PARTE I Enquadramento concetual
CAPÍTULO 2 Território
2.2. Território, um conceito polissémico
2.2.5. Território como sistema
Desde o final da Segunda Guerra Mundial que as contínuas inovações tecnológicas tornam o mundo cada vez mais complexo. Os limites e as fronteiras tradicionais ficaram mais permeáveis, translúcidos.
Segundo Mélèze (1972 apud Moine, 2014: 13), a complexidade “é a incapacidade que temos de descrever todo o sistema e de deduzir o seu comportamento a partir do conhecimento do comportamento das suas partes”. A complexidade de um sistema baseia- se “no número e variedade dos seus elementos constituintes, na interdependência dos níveis hierárquicos aos quais eles pertencem e à não linearidade das suas múltiplas interações. [...] O grau de complexidade de um sistema depende então do número dos seus componentes e do número e tipo de relações que os ligam entre si” (idem: 14).

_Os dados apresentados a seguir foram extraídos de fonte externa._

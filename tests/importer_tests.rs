// Copyright (c) 2025 Soumyadip Sarkar.
// All rights reserved.
//
// This source code is licensed under the license found in the
// LICENSE file in the root directory of this source tree.

use moneyrail::errors::Rejection;
use moneyrail::ledger::EntryFilter;
use moneyrail::models::{Account, VaultRules};
use moneyrail::{cli, commands::importer, db, store};
use rusqlite::Connection;
use rust_decimal::Decimal;
use std::io::Write;
use tempfile::NamedTempFile;

const HEADER: &str = "date,kind,from,to,amount,fee_fixed,fee_percent,commission,description";

fn d(s: &str) -> Decimal {
    s.parse().unwrap()
}

fn setup() -> Connection {
    let conn = Connection::open_in_memory().unwrap();
    db::init_schema(&conn).unwrap();
    store::insert_account(&conn, &Account::bank("a", "A", d("100"))).unwrap();
    store::insert_account(
        &conn,
        &Account::vault(
            "v",
            "V",
            d("0"),
            VaultRules {
                max_capacity: Some(d("50")),
                ..VaultRules::default()
            },
        ),
    )
    .unwrap();
    conn
}

fn csv_file(rows: &[&str]) -> NamedTempFile {
    let mut file = NamedTempFile::new().unwrap();
    writeln!(file, "{}", HEADER).unwrap();
    for row in rows {
        writeln!(file, "{}", row).unwrap();
    }
    file.flush().unwrap();
    file
}

#[test]
fn rejected_rows_do_not_stop_the_batch() {
    let mut conn = setup();
    let file = csv_file(&[
        "2025-06-01,transfer,bank:a,vault:v,30,1,,,save",
        "2025-06-02,transfer,bank:a,vault:v,30,,,,too much",
        "2025-06-03,withdrawal,bank:a,,10,,10,,cash",
    ]);
    let path = file.path().to_str().unwrap();
    let results = importer::import_movements(&mut conn, path).unwrap();

    assert_eq!(results.len(), 3);
    assert!(results[0].is_applied());
    assert_eq!(
        results[1].rejection,
        Some(Rejection::CapacityExceeded {
            capacity: d("50"),
            requested_balance: d("60"),
        })
    );
    assert!(results[2].is_applied());

    let a = store::load_account(&conn, &"bank:a".parse().unwrap()).unwrap().unwrap();
    assert_eq!(a.stored_balance, d("58"));
    let entries = store::query_entries(&conn, &EntryFilter::all(), None).unwrap();
    assert_eq!(entries.len(), 2);
    assert_eq!(entries[0].description, "save");
    assert_eq!(entries[1].fee, d("1"));
}

#[test]
fn malformed_row_aborts_before_anything_is_applied() {
    let mut conn = setup();
    let file = csv_file(&[
        "2025-06-01,deposit,,bank:a,10,,,,",
        "06/02/2025,deposit,,bank:a,10,,,,",
    ]);
    let err = importer::import_movements(&mut conn, file.path().to_str().unwrap()).unwrap_err();
    assert!(format!("{:#}", err).contains("Invalid movement date '06/02/2025'"));
    assert!(store::query_entries(&conn, &EntryFilter::all(), None).unwrap().is_empty());
}

#[test]
fn kind_must_match_the_sides_given() {
    let mut conn = setup();
    let file = csv_file(&["2025-06-01,deposit,bank:a,,10,,,,"]);
    let err = importer::import_movements(&mut conn, file.path().to_str().unwrap()).unwrap_err();
    assert!(format!("{:#}", err).contains("does not match"));
}

#[test]
fn cli_path_argument_is_trimmed() {
    let mut conn = setup();
    let file = csv_file(&["2025-06-01,deposit,,bank:a,5.50,,,,gift"]);
    let padded = format!("  {}  ", file.path().to_str().unwrap());
    let matches = cli::build_cli().get_matches_from([
        "moneyrail", "import", "movements", "--path", &padded, "--json",
    ]);
    if let Some(("import", import_m)) = matches.subcommand() {
        importer::handle(&mut conn, import_m).unwrap();
    } else {
        panic!("no import subcommand");
    }
    let a = store::load_account(&conn, &"bank:a".parse().unwrap()).unwrap().unwrap();
    assert_eq!(a.stored_balance, d("105.50"));
}

#[test]
fn destination_limits_column_overrides_the_policy_per_row() {
    let mut conn = setup();
    let limits = moneyrail::models::UsageLimits {
        transaction_limit: Some(d("20")),
        ..Default::default()
    };
    store::insert_account(&conn, &Account::ewallet("w", "W", d("0"), limits)).unwrap();

    let mut file = NamedTempFile::new().unwrap();
    writeln!(file, "{},destination_limits", HEADER).unwrap();
    writeln!(file, "2025-06-01,transfer,bank:a,ewallet:w,30,,,,,").unwrap();
    writeln!(file, "2025-06-02,transfer,bank:a,ewallet:w,30,,,,,true").unwrap();
    writeln!(file, "2025-06-03,deposit,,ewallet:w,25,,,,,no").unwrap();
    file.flush().unwrap();

    let results = importer::import_movements(&mut conn, file.path().to_str().unwrap()).unwrap();
    assert!(results[0].is_applied());
    assert_eq!(
        results[1].rejection,
        Some(Rejection::TransactionLimitExceeded {
            allowed: d("20"),
            requested: d("30"),
        })
    );
    assert!(results[2].is_applied());
    let wallet = store::load_account(&conn, &"ewallet:w".parse().unwrap()).unwrap().unwrap();
    assert_eq!(wallet.stored_balance, d("55"));
}

#[test]
fn bad_destination_limits_value_aborts_the_import() {
    let mut conn = setup();
    let file = csv_file(&["2025-06-01,deposit,,bank:a,10,,,,,sometimes"]);
    let err = importer::import_movements(&mut conn, file.path().to_str().unwrap()).unwrap_err();
    assert!(format!("{:#}", err).contains("Invalid value 'sometimes'"));
    assert!(store::query_entries(&conn, &EntryFilter::all(), None).unwrap().is_empty());
}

Na segunda metade do século XX, surge a visão do território segundo uma perspetiva sistémica, inicialmente com MacLoughlin (1969) e Chadwick (1966)28 nos estudos sobre as
questões urbanas e, já neste século, com Ripoll e Veschambre (2002), Massey e Keynes (2004) e Massey (2008), Taylor (1998), Haesbaert e Limonad (2007), Moine (2007 e 2014) e Séde-Marceau e Moine (2008), entre outros.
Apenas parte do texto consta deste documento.